El lorazepam es un ansiolítico que produce un aumento en la actividad del ácido gamma aminobutírico (GABA), facilitando su unión con el receptor GABAérgico. El ácido GABA es un neurotransmisor inhibitorio ubicado en el cerebelo y, en menor medida, en el tálamo y el hipocampo.

El lorazepam es un fármaco hipnótico, sedante, anticonvulsionante, amnésico y relajante muscular. Se emplea en tratamientos a corto plazo de estados de ansiedad, se deban estos o no a trastornos funcionales u orgánicos. También es eficaz en los trastornos del sueño, insomnio, enfermedades psicosomáticas, hiperemotividad o neurosis. El lorazepam está indicado en los casos de trastornos severos que limitan la vida cotidiana del paciente o somete al mismo a un estado de estrés importante.

Dosis de lorazepam

La dosis adecuada de lorazepam deberá ser establecida por el especialista de forma individualizada, atendiendo a la gravedad del problema, así como a la respuesta del paciente. Dicho esto, la dosis definida se establece en 2.5 mg. al día que puede dividirse en 2 a 4 tomas, con una dosis superior a la hora de acostarse. La dosis se podrá ajustar al alza si así lo requiere la respuesta del paciente, aunque dicho incremento deberá hacerse de modo gradual, empezando por la dosis nocturna, a fin de evitar los posibles efectos indeseables.

El tratamiento no debe ir más allá de las 4 semanas, al igual que sucede con cualquier benzodiacepina, ya que el lorazepam es un medicamento susceptible de crear tolerancia y dependencia física.

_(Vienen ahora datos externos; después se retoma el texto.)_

//! Repository layer for database operations
//!
//! Every query touching a user-owned table filters on `user_id`, so a record
//! belonging to someone else behaves exactly like a missing one.

pub mod books;
pub mod bookshelves;
pub mod categories;
pub mod series;
pub mod users;

use sqlx::{Pool, Postgres};

/// Main repository struct holding database connection pool
#[derive(Clone)]
pub struct Repository {
    pub pool: Pool<Postgres>,
}

impl Repository {
    /// Create a new repository with the given database pool
    pub fn new(pool: Pool<Postgres>) -> Self {
        Self { pool }
    }

    /// Round-trip a trivial query to check the database is reachable
    pub async fn ping(&self) -> Result<(), sqlx::Error> {
        sqlx::query("SELECT 1").execute(&self.pool).await?;
        Ok(())
    }
}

El síndrome de abstinencia puede provocar estados de ansiedad, disforia, distorsión sensorial y, en casos aislados, psicosis y convulsiones.

Para aquellos casos en que se produzca una sobredosis de lorazepam, se emplea como antídoto el flumazenilo.

Efectos secundarios y contraindicaciones del lorazepam

Los efectos secundarios más comunes asociados al lorazepam son la somnolencia y la fatiga. Ocasionalmente pueden aparecer otros síntomas como la reducción del estado de alerta, visión borrosa o ansiedad como efecto de rebote. Más raramente puede presentarse agitación o erecciones involuntarias. Excepcionalmente se pueden dar casos de trombocitopenia, hiperbilirrubinemia, hiponatremia, elevación de globulina o de enzimas transaminasas.

El lorazepam está contraindicado en aquellos pacientes que presenten hipersensibilidad al medicamento, así como en los casos de miastenia gravis, apnea del sueño, insuficiencia respiratoria severa o insuficiencia hepática severa. También está contraindicado el tratamiento simultáneo de lorazepam y barbitúricos, opiáceos o neurolépticos.

Se deberá actuar con precaución, ajustando las dosis, en aquellos pacientes que presenten insuficiencia hepática o insuficiencia renal leve o moderada.

Lorazepam en el embarazo y la lactancia

El lorazepam no debe administrarse durante el embarazo, máxime cuando el tratamiento no representa una urgencia inaplazable. Su administración durante el primer trimestre de embarazo puede provocar malformaciones en el feto, mientras que su ingesta en la fase tardía puede ocasionar efectos en el neonato, como hipotermia, hipotonía o depresión respiratoria moderada.

Se sabe que las benzodiacepinas, y por ende el lorazepam, se excreta por la leche materna, de ahí que su utilización esté contraindicada a menos que los beneficios sean claramente superiores a los posibles riesgos que entraña para el lactante. En todo caso también puede plantearse una interrupción del periodo de lactancia.